I'm hoping to get the chassis blasted real soon and then my Mondays can be spent in the shack building the car back up.

Flying Meercats?

Well hopefully one on its way to me! And that means the 748 is insured! NOW I'm excited!

Wednesday, September 19, 2012

Should Dreams Ever Become Reality?

Since I first watched World Superbikes with any regularity, probably around 1998, I've been in love with Ducati's, and specifically the 916/996/998 model(s).

I remembered seeing Carl Fogarty wiping the floor with the opposition aboard one, and that unmistakable drone of the Italian V-twin singing to up the limiter.

Nothing else sounds like one and nothing else in the world sounds nearly so wonderful.  And when you match that with a superb chassis and combine it with the most beautiful bodywork you can see why the model completely changed the fortunes of Ducati.

It just oozes character that Japanese bikes can only dream of.

When I had my NC30 I used to look at the dealer ads in MCN and always promised myself one.  I came close once, when I had a bunch of cash promised for my bug but not yet spent, but decided to scratch the Ducati itch later on and concentrate on the car.  This must have been 10 years ago, and that Beetle still isn't finished!
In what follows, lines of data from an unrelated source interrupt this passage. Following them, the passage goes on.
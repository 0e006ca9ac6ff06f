//! 国际象棋 AI 引擎
//!
//! 包含:
//! - 棋局评估函数（子力 + 位置分值表）
//! - Minimax + Alpha-Beta 搜索
//! - 按对手等级分选择搜索深度
//! - 后台线程搜索任务

mod evaluate;
mod search;
mod task;

pub use evaluate::Evaluator;
pub use search::{best_move, AiConfig, AiEngine, Difficulty, DEFAULT_RATING, MATE_SCORE};
pub use task::SearchTask;
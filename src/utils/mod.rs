//! Utilities for memory-efficient data structures.
//!
//! This module provides low-level utilities used internally by the runtime.
//! In particular, it exposes a generational [`Slab`] used as the fiber arena.

mod slab;

pub(crate) use slab::{Key, Slab};
//! Example: blocking-style fibers on top of a host-driven input source
//!
//! Ten fibers each read one line, echo it and die. Reading a line blocks the
//! fiber on a condition; the host loop reads stdin and hands each line to the
//! longest-waiting reader.
//!
//! ```text
//! printf 'a\nb\nc\n' | cargo run --example line_relay
//! ```

use spindle::{Condition, Fiber, FiberBuilder, Launcher, MIN_STACK_SIZE};
use std::cell::RefCell;
use std::collections::VecDeque;
use std::io::{self, BufRead};
use std::rc::Rc;

/// A reader waiting for its line: the condition it sleeps on and where the
/// line is delivered.
struct PendingRead {
    ready: Rc<Condition>,
    line: Rc<RefCell<String>>,
}

/// The host side of a line-oriented input.
#[derive(Default)]
struct Session {
    readers: RefCell<VecDeque<PendingRead>>,
}

impl Session {
    /// Blocks `fiber` until the host delivers a line.
    fn read_line(&self, fiber: &Fiber) -> spindle::Result<String> {
        let ready = match fiber.launcher() {
            Some(launcher) => Rc::new(Condition::new(&launcher)),
            None => return Err(spindle::Error::OutsideFiber),
        };
        let line = Rc::new(RefCell::new(String::new()));

        self.readers.borrow_mut().push_back(PendingRead {
            ready: ready.clone(),
            line: line.clone(),
        });
        fiber.yield_on(&ready)?;

        Ok(line.take())
    }

    /// Hands `text` to the longest-waiting reader.
    ///
    /// Returns `false` if nobody wants a line.
    fn deliver(&self, text: String) -> bool {
        let Some(reader) = self.readers.borrow_mut().pop_front() else {
            return false;
        };

        *reader.line.borrow_mut() = text;
        reader.ready.set();
        true
    }
}

fn main() -> spindle::Result<()> {
    env_logger::init();

    let launcher = Launcher::new();
    let session = Rc::new(Session::default());

    for n in 0..10 {
        let session = session.clone();
        FiberBuilder::new(move |fiber| match session.read_line(fiber) {
            Ok(line) => println!("echo from fiber {n}: '{line}'"),
            Err(err) => eprintln!("fiber {n} could not read: {err}"),
        })
        .name(format!("reader-{n}"))
        .stack_size(MIN_STACK_SIZE)
        .on_died(move |_| println!("fiber {n} died"))
        .spawn(&launcher)?;
    }

    let stdin = io::stdin();
    let mut lines = stdin.lock().lines();

    loop {
        launcher.start()?;

        if launcher.fiber_count() == 0 {
            println!("every reader is done");
            break;
        }

        // Only blocked fibers remain, so waiting on the input is fine.
        let Some(Ok(line)) = lines.next() else {
            println!("input closed with {} reader(s) waiting", launcher.fiber_count());
            break;
        };

        if !session.deliver(line) {
            println!("no-one wants a line");
        }
    }

    Ok(())
}
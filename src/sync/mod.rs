//! Synchronization primitives for fibers.
//!
//! These primitives park fibers instead of threads, and rely on the fact that
//! only one fiber runs at a time: they use plain `Cell`/`RefCell` state and
//! are neither `Send` nor `Sync`.
//!
//! The current primitives include:
//! - [`Condition`] — a wait-set that wakes all its fibers at once.
//! - [`CriticalSectionGuard`] — scoped mutual exclusion across yield points,
//!   built on a shared [`Condition`].

mod condition;
mod critical;

pub use condition::Condition;
pub use critical::CriticalSectionGuard;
As years have passed prices have fallen, and every once in a while I'd find myself checking prices to see if I could scrape the cash together.  They would always be just out of reach though.

I also found myself looking at the 'little sister', the 748.  A very similar bike with just the engine capacity and rear tyre size being different from the bigger bike.  The more time I spent looking the more I figured the 748 made sense for me.  Yet I was always concerned that I'd be plagued by the 'but its not a 916' thought though.
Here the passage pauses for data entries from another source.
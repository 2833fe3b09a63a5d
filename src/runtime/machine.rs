//! Machine contexts and fiber stacks.
//!
//! This is the only place that touches the platform context primitives
//! (`getcontext`, `makecontext`, `swapcontext`). Everything above it deals in
//! [`MachineContext`] values and raw context pointers obtained from them.
//!
//! Contexts are boxed so that their addresses stay stable while the arena
//! that owns them grows: every prepared context links back to the launcher's
//! return point by address. Stacks are separate anonymous mappings whose
//! lowest page is left inaccessible, so running off the end of one faults
//! instead of scribbling over the heap.

#[cfg(not(all(target_os = "linux", target_env = "gnu")))]
compile_error!("spindle requires the ucontext primitives of linux-gnu");

use crate::error::{Error, Result};

use libc::{c_void, ucontext_t};
use std::cell::UnsafeCell;
use std::ptr::{self, NonNull};

/// Default stack size for fibers spawned without an explicit size.
pub const DEFAULT_STACK_SIZE: usize = 256 * 1024;

/// Smallest stack a fiber may be spawned with.
///
/// Unwinding a panic and formatting a log record both run on the fiber's
/// stack and need this much room.
pub const MIN_STACK_SIZE: usize = 64 * 1024;

fn page_size() -> usize {
    // SAFETY: `sysconf` has no preconditions.
    match unsafe { libc::sysconf(libc::_SC_PAGESIZE) } {
        size if size > 0 => size as usize,
        _ => 4096,
    }
}

/// A fixed-size fiber stack with a guard page below it.
///
/// The usable size is the requested size rounded up to whole pages. The
/// mapping is owned exclusively by the fiber slot and released when the slot
/// is reclaimed, which only ever happens on the launcher's own stack.
pub(crate) struct Stack {
    /// Start of the mapping. The first `guard` bytes are inaccessible.
    base: NonNull<u8>,
    mapped: usize,
    guard: usize,
}

impl Stack {
    /// Maps a stack of at least `size` usable bytes.
    ///
    /// # Errors
    ///
    /// - [`Error::StackTooSmall`] if `size` is below [`MIN_STACK_SIZE`].
    /// - [`Error::StackLayout`] if `size` overflows once rounded to pages.
    /// - [`Error::Context`] if the mapping or its guard page cannot be set up.
    pub(crate) fn new(size: usize) -> Result<Self> {
        if size < MIN_STACK_SIZE {
            return Err(Error::StackTooSmall {
                requested: size,
                minimum: MIN_STACK_SIZE,
            });
        }

        let guard = page_size();
        let mapped = size
            .checked_next_multiple_of(guard)
            .and_then(|usable| usable.checked_add(guard))
            .ok_or(Error::StackLayout { requested: size })?;

        // SAFETY: a fresh private anonymous mapping aliases no existing memory.
        let raw = unsafe {
            libc::mmap(
                ptr::null_mut(),
                mapped,
                libc::PROT_READ | libc::PROT_WRITE,
                libc::MAP_PRIVATE | libc::MAP_ANONYMOUS,
                -1,
                0,
            )
        };
        if raw == libc::MAP_FAILED {
            return Err(Error::last_os_error("mmap"));
        }
        let Some(base) = NonNull::new(raw.cast::<u8>()) else {
            return Err(Error::StackLayout { requested: size });
        };

        // Unmapped on drop should the guard page fail.
        let stack = Self {
            base,
            mapped,
            guard,
        };

        // SAFETY: the guard is the first page of the mapping created above.
        if unsafe { libc::mprotect(raw, guard, libc::PROT_NONE) } != 0 {
            return Err(Error::last_os_error("mprotect"));
        }

        Ok(stack)
    }

    /// Lowest usable address, just above the guard page.
    fn bottom(&self) -> *mut u8 {
        // SAFETY: `guard` is strictly less than the mapping length.
        unsafe { self.base.as_ptr().add(self.guard) }
    }

    /// Usable size of the stack in bytes.
    pub(crate) fn len(&self) -> usize {
        self.mapped - self.guard
    }
}

impl Drop for Stack {
    fn drop(&mut self) {
        // SAFETY: `base` and `mapped` describe the mapping created in `new`,
        // and no context runs on it any more.
        let unmapped = unsafe { libc::munmap(self.base.as_ptr().cast::<c_void>(), self.mapped) };
        debug_assert_eq!(unmapped, 0, "munmap of a fiber stack failed");
    }
}

/// A saved execution context.
///
/// Either the launcher's return point (filled in by the swap that leaves the
/// host) or a fiber context prepared by [`MachineContext::prepare`].
pub(crate) struct MachineContext {
    inner: Box<UnsafeCell<ucontext_t>>,
}

impl MachineContext {
    /// Creates a blank context, to be filled by a later swap.
    pub(crate) fn blank() -> Self {
        // SAFETY: `ucontext_t` is a plain C struct for which all-zero bytes is
        // a valid (if meaningless) value.
        let raw: ucontext_t = unsafe { std::mem::zeroed() };

        Self {
            inner: Box::new(UnsafeCell::new(raw)),
        }
    }

    /// Prepares a fresh context that starts executing `entry` on `stack`.
    ///
    /// When `entry` returns, execution continues at `link`.
    ///
    /// # Errors
    ///
    /// Returns [`Error::Context`] if the current context cannot be captured.
    pub(crate) fn prepare(
        stack: &Stack,
        link: &MachineContext,
        entry: extern "C" fn(),
    ) -> Result<Self> {
        let context = Self::blank();
        let raw = context.as_ptr();

        // SAFETY: `raw` points to a live, exclusively owned `ucontext_t`.
        // The stack outlives the context: both live in the same fiber slot and
        // the context is never resumed after the slot is reclaimed. `link` is
        // the launcher's return point, which outlives every fiber.
        unsafe {
            if libc::getcontext(raw) != 0 {
                return Err(Error::last_os_error("getcontext"));
            }

            (*raw).uc_stack.ss_sp = stack.bottom().cast::<c_void>();
            (*raw).uc_stack.ss_size = stack.len();
            (*raw).uc_stack.ss_flags = 0;
            (*raw).uc_link = link.as_ptr();

            libc::makecontext(raw, entry, 0);
        }

        Ok(context)
    }

    /// Raw pointer to the underlying context.
    pub(crate) fn as_ptr(&self) -> *mut ucontext_t {
        self.inner.get()
    }
}

/// Saves the running context into `from` and resumes `to`.
///
/// Returns once some later switch resumes `from`.
///
/// # Safety
///
/// `from` must point to a live context owned by the caller's execution flow
/// and `to` must point to a context that was either prepared with
/// [`MachineContext::prepare`] or saved by an earlier switch, whose stack is
/// still allocated. No `RefCell` borrow of scheduler state may be held across
/// this call.
pub(crate) unsafe fn switch(from: *mut ucontext_t, to: *const ucontext_t) -> Result<()> {
    // SAFETY: upheld by the caller.
    if unsafe { libc::swapcontext(from, to) } != 0 {
        return Err(Error::last_os_error("swapcontext"));
    }

    Ok(())
}

#[cfg(test)]
mod tests {
    use super::*;

    #[test]
    fn stack_rejects_tiny_sizes() {
        let err = Stack::new(8 * 1024).err().expect("tiny stack accepted");
        assert!(matches!(
            err,
            Error::StackTooSmall {
                requested: 8192,
                minimum: MIN_STACK_SIZE
            }
        ));
    }

    #[test]
    fn stack_reports_its_size() {
        let stack = Stack::new(MIN_STACK_SIZE * 2).unwrap();
        assert_eq!(stack.len(), MIN_STACK_SIZE * 2);
    }

    #[test]
    fn stack_rounds_up_to_whole_pages() {
        let page = page_size();
        let stack = Stack::new(MIN_STACK_SIZE + 1).unwrap();
        assert_eq!(stack.len(), MIN_STACK_SIZE + page);
    }

    #[test]
    fn usable_range_is_writable() {
        let stack = Stack::new(MIN_STACK_SIZE).unwrap();
        let bottom = stack.bottom();

        unsafe {
            bottom.write(0xAB);
            bottom.add(stack.len() - 1).write(0xCD);

            assert_eq!(bottom.read(), 0xAB);
            assert_eq!(bottom.add(stack.len() - 1).read(), 0xCD);
            assert_eq!(bottom.add(stack.len() / 2).read(), 0);
        }
    }

    #[test]
    fn oversized_request_is_a_layout_error() {
        let err = Stack::new(usize::MAX).err().expect("huge stack accepted");
        assert!(matches!(err, Error::StackLayout { .. }));
    }
}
And then recently I started to find 748's at what I considered crazy prices.  Adverts claiming to be selling immaculate bikes from just £3k, and some gorgeous bikes going on ebay for under £2500!  And so I started looking a bit closer.  I even called the insurance company to see if it was realistically viable.  Many conversations with an old school friend confirmed it was a good idea and so I thank you Rich Gaskin, especially for putting up with me throwing Ducati related questions to you pretty much daily!

I started looking at a few.  I had a nightmare day with Claire the other week which incorporated driving 2 hours each way, the seller being a first-class idiot, the kids 'fun farm'  (stop off on the way home) not being a farm at all, and the Mighty Benz having a rear tyre blow out on the way home.

I tentatively agreed a price of £2400 for a bike on ebay that was 300 miles away the other week, but the guy decided to let the auction run and it sold for £2450.  I had bid a little over the £2400 price we agreed but got pipped at the post.

And then I saw a promising advert on Piston Heads.  A 748 for £2300 that had history, the original books, and a service (incl the all important belts) recently carried out.  A few questions revealed it was even better than the advert said, with the original tool roll still in place and it had only three owners from new plus loads more.  And the current owner had known it for over 10 years as he knew the guy he bought it from.

Thanks to the current economic climate, and him having another kid on the way, I managed to get the price down to £2100.  And so we found ourselves on the M3 on a Sunday afternoon (16/09) travelling down to Poole to check it out.  Assuming it was as honest as it sounded we'd be bringing her home too, as I'd managed to borrow a neighbours fold-up bike trailer.

Everything was good, the test ride was problem-free, and there's now a big pile of paperwork for me to read through and get in order.  Its certainly been well looked after.  It carries a few scars, there are a few chips and subtle scratches on the front fairing and mirrors, but in some ways I'm happy about that.  It takes a little pressure off, and it also makes me feel a little more comfortable that the bikes honest.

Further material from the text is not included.